◆ The task:
Output the listing in full. Every line stays exactly as it is.

◆ Exercise data:
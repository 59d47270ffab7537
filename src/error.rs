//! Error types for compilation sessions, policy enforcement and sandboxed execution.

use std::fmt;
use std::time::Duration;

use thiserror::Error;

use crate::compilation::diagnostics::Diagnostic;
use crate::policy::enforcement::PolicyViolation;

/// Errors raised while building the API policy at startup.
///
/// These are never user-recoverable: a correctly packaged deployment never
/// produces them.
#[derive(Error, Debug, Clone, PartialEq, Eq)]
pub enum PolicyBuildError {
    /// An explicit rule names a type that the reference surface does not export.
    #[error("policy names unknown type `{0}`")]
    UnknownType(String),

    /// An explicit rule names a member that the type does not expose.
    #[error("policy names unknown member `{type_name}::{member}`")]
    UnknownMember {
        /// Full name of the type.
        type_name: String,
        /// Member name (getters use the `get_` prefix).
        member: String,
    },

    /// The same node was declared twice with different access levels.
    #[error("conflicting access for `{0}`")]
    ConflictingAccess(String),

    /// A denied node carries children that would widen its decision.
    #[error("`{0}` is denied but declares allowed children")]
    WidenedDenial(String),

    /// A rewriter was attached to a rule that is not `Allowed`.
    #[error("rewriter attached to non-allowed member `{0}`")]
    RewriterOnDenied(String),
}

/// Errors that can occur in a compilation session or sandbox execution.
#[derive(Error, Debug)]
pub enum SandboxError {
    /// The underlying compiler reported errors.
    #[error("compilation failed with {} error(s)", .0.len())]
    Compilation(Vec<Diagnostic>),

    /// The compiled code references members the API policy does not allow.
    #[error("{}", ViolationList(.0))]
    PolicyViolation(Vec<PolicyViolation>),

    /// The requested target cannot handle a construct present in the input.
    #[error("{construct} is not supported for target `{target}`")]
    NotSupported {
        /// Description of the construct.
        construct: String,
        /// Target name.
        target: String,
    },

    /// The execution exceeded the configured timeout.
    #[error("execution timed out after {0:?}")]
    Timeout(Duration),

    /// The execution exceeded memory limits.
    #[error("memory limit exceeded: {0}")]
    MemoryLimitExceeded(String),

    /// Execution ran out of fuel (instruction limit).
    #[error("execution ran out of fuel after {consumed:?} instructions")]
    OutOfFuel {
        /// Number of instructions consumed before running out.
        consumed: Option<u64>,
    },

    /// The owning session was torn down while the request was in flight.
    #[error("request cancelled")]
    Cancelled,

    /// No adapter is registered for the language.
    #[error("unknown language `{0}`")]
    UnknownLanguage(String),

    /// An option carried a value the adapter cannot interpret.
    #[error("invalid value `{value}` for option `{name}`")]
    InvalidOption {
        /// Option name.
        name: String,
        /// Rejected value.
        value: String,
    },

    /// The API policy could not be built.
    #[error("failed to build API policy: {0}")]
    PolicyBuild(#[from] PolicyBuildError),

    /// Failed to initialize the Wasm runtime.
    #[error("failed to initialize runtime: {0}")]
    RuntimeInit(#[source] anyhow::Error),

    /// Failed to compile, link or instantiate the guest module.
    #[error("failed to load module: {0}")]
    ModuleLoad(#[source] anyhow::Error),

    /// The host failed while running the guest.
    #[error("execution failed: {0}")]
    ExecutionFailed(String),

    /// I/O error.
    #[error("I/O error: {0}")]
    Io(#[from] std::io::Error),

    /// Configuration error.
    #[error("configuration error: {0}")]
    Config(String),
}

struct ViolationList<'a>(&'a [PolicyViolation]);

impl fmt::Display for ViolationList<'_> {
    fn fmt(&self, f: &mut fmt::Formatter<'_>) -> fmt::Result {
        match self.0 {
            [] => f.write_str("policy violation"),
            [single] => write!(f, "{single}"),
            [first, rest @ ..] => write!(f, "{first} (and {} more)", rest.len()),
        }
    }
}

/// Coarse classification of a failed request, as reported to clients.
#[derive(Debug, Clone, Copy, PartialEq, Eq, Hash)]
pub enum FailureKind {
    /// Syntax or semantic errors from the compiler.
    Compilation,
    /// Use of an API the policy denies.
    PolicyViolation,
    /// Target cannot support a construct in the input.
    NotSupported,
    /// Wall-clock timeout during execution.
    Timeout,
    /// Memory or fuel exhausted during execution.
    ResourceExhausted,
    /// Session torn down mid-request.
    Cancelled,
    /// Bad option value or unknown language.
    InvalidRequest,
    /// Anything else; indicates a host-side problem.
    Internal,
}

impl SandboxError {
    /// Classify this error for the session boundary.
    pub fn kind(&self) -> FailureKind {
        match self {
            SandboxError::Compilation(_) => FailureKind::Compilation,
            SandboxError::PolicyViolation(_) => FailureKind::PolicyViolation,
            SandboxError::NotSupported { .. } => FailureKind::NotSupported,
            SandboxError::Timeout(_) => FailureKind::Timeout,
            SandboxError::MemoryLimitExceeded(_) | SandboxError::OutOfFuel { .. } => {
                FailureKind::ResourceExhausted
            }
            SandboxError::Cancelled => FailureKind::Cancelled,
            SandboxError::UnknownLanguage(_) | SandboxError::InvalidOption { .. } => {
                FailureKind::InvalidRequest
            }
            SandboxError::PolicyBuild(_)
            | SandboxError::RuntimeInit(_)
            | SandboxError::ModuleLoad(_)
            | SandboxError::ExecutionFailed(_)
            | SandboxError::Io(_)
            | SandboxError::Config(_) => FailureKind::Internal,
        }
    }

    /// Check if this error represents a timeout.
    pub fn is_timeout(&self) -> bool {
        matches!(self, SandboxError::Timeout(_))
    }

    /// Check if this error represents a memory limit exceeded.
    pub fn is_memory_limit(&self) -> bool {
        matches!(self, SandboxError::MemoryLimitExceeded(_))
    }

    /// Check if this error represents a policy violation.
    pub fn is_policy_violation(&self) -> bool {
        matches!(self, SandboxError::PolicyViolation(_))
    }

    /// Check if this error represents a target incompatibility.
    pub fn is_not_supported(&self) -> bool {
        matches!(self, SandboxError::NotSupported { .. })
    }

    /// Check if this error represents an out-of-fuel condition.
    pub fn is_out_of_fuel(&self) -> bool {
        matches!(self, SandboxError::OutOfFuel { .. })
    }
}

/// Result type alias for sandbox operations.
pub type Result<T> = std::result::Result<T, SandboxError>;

◆ Written answer:
repository 59d47270ffab7537
filename src/error.rs
//! Error types for compilation sessions, policy enforcement and sandboxed execution.

use std::fmt;
use std::time::Duration;

use thiserror::Error;

use crate::compilation::diagnostics::Diagnostic;
use crate::policy::enforcement::PolicyViolation;

/// Errors raised while building the API policy at startup.
///
/// These are never user-recoverable: a correctly packaged deployment never
/// produces them.
#[derive(Error, Debug, Clone, PartialEq, Eq)]
pub enum PolicyBuildError {
    /// An explicit rule names a type that the reference surface does not export.
    #[error("policy names unknown type `{0}`")]
    UnknownType(String),

    /// An explicit rule names a member that the type does not expose.
    #[error("policy names unknown member `{type_name}::{member}`")]
    UnknownMember {
        /// Full name of the type.
        type_name: String,
        /// Member name (getters use the `get_` prefix).
        member: String,
    },

    /// The same node was declared twice with different access levels.
    #[error("conflicting access for `{0}`")]
    ConflictingAccess(String),

    /// A denied node carries children that would widen its decision.
    #[error("`{0}` is denied but declares allowed children")]
    WidenedDenial(String),

    /// A rewriter was attached to a rule that is not `Allowed`.
    #[error("rewriter attached to non-allowed member `{0}`")]
    RewriterOnDenied(String),
}

/// Errors that can occur in a compilation session or sandbox execution.
#[derive(Error, Debug)]
pub enum SandboxError {
    /// The underlying compiler reported errors.
    #[error("compilation failed with {} error(s)", .0.len())]
    Compilation(Vec<Diagnostic>),

    /// The compiled code references members the API policy does not allow.
    #[error("{}", ViolationList(.0))]
    PolicyViolation(Vec<PolicyViolation>),

    /// The requested target cannot handle a construct present in the input.
    #[error("{construct} is not supported for target `{target}`")]
    NotSupported {
        /// Description of the construct.
        construct: String,
        /// Target name.
        target: String,
    },

    /// The execution exceeded the configured timeout.
    #[error("execution timed out after {0:?}")]
    Timeout(Duration),

    /// The execution exceeded memory limits.
    #[error("memory limit exceeded: {0}")]
    MemoryLimitExceeded(String),

    /// Execution ran out of fuel (instruction limit).
    #[error("execution ran out of fuel after {consumed:?} instructions")]
    OutOfFuel {
        /// Number of instructions consumed before running out.
        consumed: Option<u64>,
    },

    /// The owning session was torn down while the request was in flight.
    #[error("request cancelled")]
    Cancelled,

    /// No adapter is registered for the language.
    #[error("unknown language `{0}`")]
    UnknownLanguage(String),

    /// An option carried a value the adapter cannot interpret.
    #[error("invalid value `{value}` for option `{name}`")]
    InvalidOption {
        /// Option name.
        name: String,
        /// Rejected value.
        value: String,
    },

    /// The API policy could not be built.
    #[error("failed to build API policy: {0}")]
    PolicyBuild(#[from] PolicyBuildError),

    /// Failed to initialize the Wasm runtime.
    #[error("failed to initialize runtime: {0}")]
    RuntimeInit(#[source] anyhow::Error),

    /// Failed to compile, link or instantiate the guest module.
    #[error("failed to load module: {0}")]
    ModuleLoad(#[source] anyhow::Error),

    /// The host failed while running the guest.
    #[error("execution failed: {0}")]
    ExecutionFailed(String),

    /// I/O error.
    #[error("I/O error: {0}")]
    Io(#[from] std::io::Error),

    /// Configuration error.
    #[error("configuration error: {0}")]
    Config(String),
}

struct ViolationList<'a>(&'a [PolicyViolation]);

impl fmt::Display for ViolationList<'_> {
    fn fmt(&self, f: &mut fmt::Formatter<'_>) -> fmt::Result {
        match self.0 {
            [] => f.write_str("policy violation"),
            [single] => write!(f, "{single}"),
            [first, rest @ ..] => write!(f, "{first} (and {} more)", rest.len()),
        }
    }
}

/// Coarse classification of a failed request, as reported to clients.
#[derive(Debug, Clone, Copy, PartialEq, Eq, Hash)]
pub enum FailureKind {
    /// Syntax or semantic errors from the compiler.
    Compilation,
    /// Use of an API the policy denies.
    PolicyViolation,
    /// Target cannot support a construct in the input.
    NotSupported,
    /// Wall-clock timeout during execution.
    Timeout,
    /// Memory or fuel exhausted during execution.
    ResourceExhausted,
    /// Session torn down mid-request.
    Cancelled,
    /// Bad option value or unknown language.
    InvalidRequest,
    /// Anything else; indicates a host-side problem.
    Internal,
}

impl SandboxError {
    /// Classify this error for the session boundary.
    pub fn kind(&self) -> FailureKind {
        match self {
            SandboxError::Compilation(_) => FailureKind::Compilation,
            SandboxError::PolicyViolation(_) => FailureKind::PolicyViolation,
            SandboxError::NotSupported { .. } => FailureKind::NotSupported,
            SandboxError::Timeout(_) => FailureKind::Timeout,
            SandboxError::MemoryLimitExceeded(_) | SandboxError::OutOfFuel { .. } => {
                FailureKind::ResourceExhausted
            }
            SandboxError::Cancelled => FailureKind::Cancelled,
            SandboxError::UnknownLanguage(_) | SandboxError::InvalidOption { .. } => {
                FailureKind::InvalidRequest
            }
            SandboxError::PolicyBuild(_)
            | SandboxError::RuntimeInit(_)
            | SandboxError::ModuleLoad(_)
            | SandboxError::ExecutionFailed(_)
            | SandboxError::Io(_)
            | SandboxError::Config(_) => FailureKind::Internal,
        }
    }

    /// Check if this error represents a timeout.
    pub fn is_timeout(&self) -> bool {
        matches!(self, SandboxError::Timeout(_))
    }

    /// Check if this error represents a memory limit exceeded.
    pub fn is_memory_limit(&self) -> bool {
        matches!(self, SandboxError::MemoryLimitExceeded(_))
    }

    /// Check if this error represents a policy violation.
    pub fn is_policy_violation(&self) -> bool {
        matches!(self, SandboxError::PolicyViolation(_))
    }

    /// Check if this error represents a target incompatibility.
    pub fn is_not_supported(&self) -> bool {
        matches!(self, SandboxError::NotSupported { .. })
    }

    /// Check if this error represents an out-of-fuel condition.
    pub fn is_out_of_fuel(&self) -> bool {
        matches!(self, SandboxError::OutOfFuel { .. })
    }
}

/// Result type alias for sandbox operations.
pub type Result<T> = std::result::Result<T, SandboxError>;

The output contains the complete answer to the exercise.